From d73f1b103aebbd52c0ea800352c795ccc9779041 Mon Sep 17 00:00:00 2001
From: Joseph Doherty <dohejw01@gmail.com>
Date: Thu, 28 May 2026 10:11:21 -0400
Subject: [PATCH] fix(seed): grant Design + Deployment to multi-role in primary
 seed-sites.sh

A fresh ScadaBridgeConfig has only the Admin LdapGroupMappings row
(InitialSchema migration ships one row, SecurityConfiguration.HasData
declares four). docker-env2/seed-sites.sh already inserts the missing
three idempotently; docker/seed-sites.sh did not, so multi-role got
Admin only on a primary cutover. Mirror the env2 insert block.
---
 docker-env2/seed-sites.sh |  3 +--
 docker/seed-sites.sh      | 21 +++++++++++++++++++++
 2 files changed, 22 insertions(+), 2 deletions(-)

diff --git a/docker-env2/seed-sites.sh b/docker-env2/seed-sites.sh
index 3f3fe163..26d449a5 100755
--- a/docker-env2/seed-sites.sh
+++ b/docker-env2/seed-sites.sh
@@ -37,8 +37,7 @@ echo "Seeding LDAP group mappings (Design + Deployment)..."
 # SecurityConfiguration.HasData declares 4 mappings but the InitialSchema
 # migration only inserts the Admin row, so a fresh ScadaBridgeConfig2 starts
 # with multi-role getting Admin only -- no Design and no Deployment access.
-# Insert the missing three idempotently. (Same divergence exists on the
-# primary, but primary's database has the rows from earlier history.)
+# Insert the missing three idempotently. (Mirror of docker/seed-sites.sh.)

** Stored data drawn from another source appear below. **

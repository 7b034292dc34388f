//! Types for the runner module.

use chrono::{DateTime, NaiveDate, Utc};
use serde::Serialize;
use thiserror::Error;

use crate::acquisition::{AcquisitionError, DownloadError, DownloadFailure};
use crate::config::ConfigError;
use crate::pipeline::PipelineOutcome;
use crate::publisher::PublishError;
use crate::schedule::{ReleaseWindow, ScheduleError};

/// Failures that abort a whole run.
#[derive(Debug, Error)]
pub enum RunError {
    #[error("configuration error: {0}")]
    Config(#[from] ConfigError),

    #[error("invalid release: {0}")]
    Schedule(#[from] ScheduleError),

    #[error("release {window} is not available yet, try again after {available_at}")]
    NotYetAvailable {
        window: ReleaseWindow,
        available_at: DateTime<Utc>,
    },

    #[error("acquisition failed: {0}")]
    Acquisition(AcquisitionError),

    #[error("object storage setup failed: {0}")]
    Storage(#[from] PublishError),

    #[error("downloader setup failed: {0}")]
    Download(#[from] DownloadError),
}

impl RunError {
    /// Process exit code for this failure.
    pub fn exit_code(&self) -> u8 {
        match self {
            Self::Config(_) | Self::Schedule(_) => 2,
            Self::NotYetAvailable { .. } => 3,
            Self::Acquisition(_) | Self::Storage(_) | Self::Download(_) => 1,
        }
    }
}

impl From<AcquisitionError> for RunError {
    fn from(e: AcquisitionError) -> Self {
        match e {
            AcquisitionError::NotYetAvailable {
                window,
                available_at,
            } => Self::NotYetAvailable {
                window,
                available_at,
            },
            AcquisitionError::InvalidOffsets(e) => Self::Schedule(e),
            other => Self::Acquisition(other),
        }
    }
}

/// What to run.
#[derive(Debug, Clone, PartialEq, Eq)]
pub struct RunRequest {
    /// Release hour code (`"00"` or `"12"`); latest published when absent.
    pub release: Option<String>,
    /// Release date; today (UTC) when absent.
    pub date: Option<NaiveDate>,
    /// The instant availability is judged against.
    pub now: DateTime<Utc>,
}

impl RunRequest {
    /// Runs the latest release published at `now`.
    pub fn at(now: DateTime<Utc>) -> Self {
        Self {
            release: None,
            date: None,
            now,
        }
    }

    pub fn with_release(mut self, release: impl Into<String>) -> Self {
        self.release = Some(release.into());
        self
    }

    pub fn with_date(mut self, date: NaiveDate) -> Self {
        self.date = Some(date);
        self
    }
}

/// A file that could not be fetched, as reported.
#[derive(Debug, Clone, PartialEq, Eq, Serialize)]
pub struct FailedDownload {
    pub artifact_id: String,
    pub url: String,
    pub error: String,
}

impl From<&DownloadFailure> for FailedDownload {
    fn from(failure: &DownloadFailure) -> Self {
        Self {
            artifact_id: failure.request.id(),
            url: failure.request.url.clone(),
            error: failure.error.to_string(),
        }
    }
}

/// Summary of one run.
#[derive(Debug, Clone, Serialize)]
pub struct RunReport {
    pub release: ReleaseWindow,
    /// Files requested from the source.
    pub requested: usize,
    /// Files fetched to local disk.
    pub downloaded: usize,
    pub download_failures: Vec<FailedDownload>,
    /// One outcome per downloaded file.
    pub outcomes: Vec<PipelineOutcome>,
    pub duration_ms: u64,
}

impl RunReport {
    /// Every key written during the run.
    pub fn published_keys(&self) -> Vec<&str> {
        self.outcomes
            .iter()
            .flat_map(|o| o.published_keys())
            .collect()
    }

    /// Number of files that went through every stage and publication.
    pub fn complete_count(&self) -> usize {
        self.outcomes.iter().filter(|o| o.is_complete()).count()
    }

    /// Every requested file was fetched, processed and published.
    pub fn is_complete(&self) -> bool {
        self.download_failures.is_empty() && self.complete_count() == self.outcomes.len()
    }
}

#[cfg(test)]
mod tests {
    use super::*;
    use crate::schedule::ReleaseHour;
    use chrono::TimeZone;

    fn window() -> ReleaseWindow {
        ReleaseWindow::new(
            ReleaseHour::Noon,
            NaiveDate::from_ymd_opt(2024, 3, 1).unwrap(),
        )
    }

    #[test]
    fn test_exit_codes() {
        let config = RunError::Config(ConfigError::ValidationError("bucket".into()));
        assert_eq!(config.exit_code(), 2);

        let schedule = RunError::Schedule(ScheduleError::InvalidReleaseHour("18".into()));
        assert_eq!(schedule.exit_code(), 2);

        let pending = RunError::NotYetAvailable {
            window: window(),
            available_at: window().available_at(),
        };
        assert_eq!(pending.exit_code(), 3);

        let storage = RunError::Storage(PublishError::Connection("refused".into()));
        assert_eq!(storage.exit_code(), 1);
    }

    #[test]
    fn test_not_yet_available_is_lifted() {
        let available_at = window().available_at();
        let error = RunError::from(AcquisitionError::NotYetAvailable {
            window: window(),
            available_at,
        });
        assert!(matches!(
            error,
            RunError::NotYetAvailable { available_at: at, .. } if at == available_at
        ));
    }

    #[test]
    fn test_request_builders() {
        let now = Utc.with_ymd_and_hms(2024, 3, 1, 20, 0, 0).unwrap();
        let date = NaiveDate::from_ymd_opt(2024, 2, 1).unwrap();
        let request = RunRequest::at(now).with_release("00").with_date(date);
        assert_eq!(request.release.as_deref(), Some("00"));
        assert_eq!(request.date, Some(date));
        assert_eq!(request.now, now);
    }

    #[test]
    fn test_empty_report_is_complete() {
        let report = RunReport {
            release: window(),
            requested: 0,
            downloaded: 0,
            download_failures: Vec::new(),
            outcomes: Vec::new(),
            duration_ms: 0,
        };
        assert!(report.is_complete());
        assert!(report.published_keys().is_empty());
    }
}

 docker exec -i scadabridge-mssql /opt/mssql-tools18/bin/sqlcmd \
     -S localhost -U sa -P 'ScadaBridge_Dev1#' -C \
     -d ScadaBridgeConfig2 -Q "
diff --git a/docker/seed-sites.sh b/docker/seed-sites.sh
index f14f7237..ac06bd74 100755
--- a/docker/seed-sites.sh
+++ b/docker/seed-sites.sh
@@ -56,7 +56,28 @@ $CLI $URL $AUTH site create \
     --grpc-node-b-address "http://scadabridge-site-c-b:8083" \
 || echo "  (Site-C may already exist)"
 
+echo ""
+echo "Seeding LDAP group mappings (Design + Deployment)..."
+# SecurityConfiguration.HasData declares 4 mappings but the InitialSchema
+# migration only inserts the Admin row, so a fresh ScadaBridgeConfig starts
+# with multi-role getting Admin only -- no Design and no Deployment access.
+# Insert the missing three idempotently.
+docker exec -i scadabridge-mssql /opt/mssql-tools18/bin/sqlcmd \
+    -S localhost -U sa -P 'ScadaBridge_Dev1#' -C \
+    -d ScadaBridgeConfig -Q "
+SET IDENTITY_INSERT LdapGroupMappings ON;
+IF NOT EXISTS (SELECT 1 FROM LdapGroupMappings WHERE Id = 2)
+    INSERT INTO LdapGroupMappings (Id, LdapGroupName, Role) VALUES (2, 'SCADA-Designers', 'Design');
+IF NOT EXISTS (SELECT 1 FROM LdapGroupMappings WHERE Id = 3)
+    INSERT INTO LdapGroupMappings (Id, LdapGroupName, Role) VALUES (3, 'SCADA-Deploy-All', 'Deployment');
+IF NOT EXISTS (SELECT 1 FROM LdapGroupMappings WHERE Id = 4)
+    INSERT INTO LdapGroupMappings (Id, LdapGroupName, Role) VALUES (4, 'SCADA-Deploy-SiteA', 'Deployment');
+SET IDENTITY_INSERT LdapGroupMappings OFF;
+"
+
 echo ""
 echo "=== Site seeding complete ==="
 echo ""
 echo "Verify with: $CLI $URL $AUTH site list"
+echo "Multi-role test user has Admin + Design + Deployment."
+echo "Sign out and back in to refresh session role claims."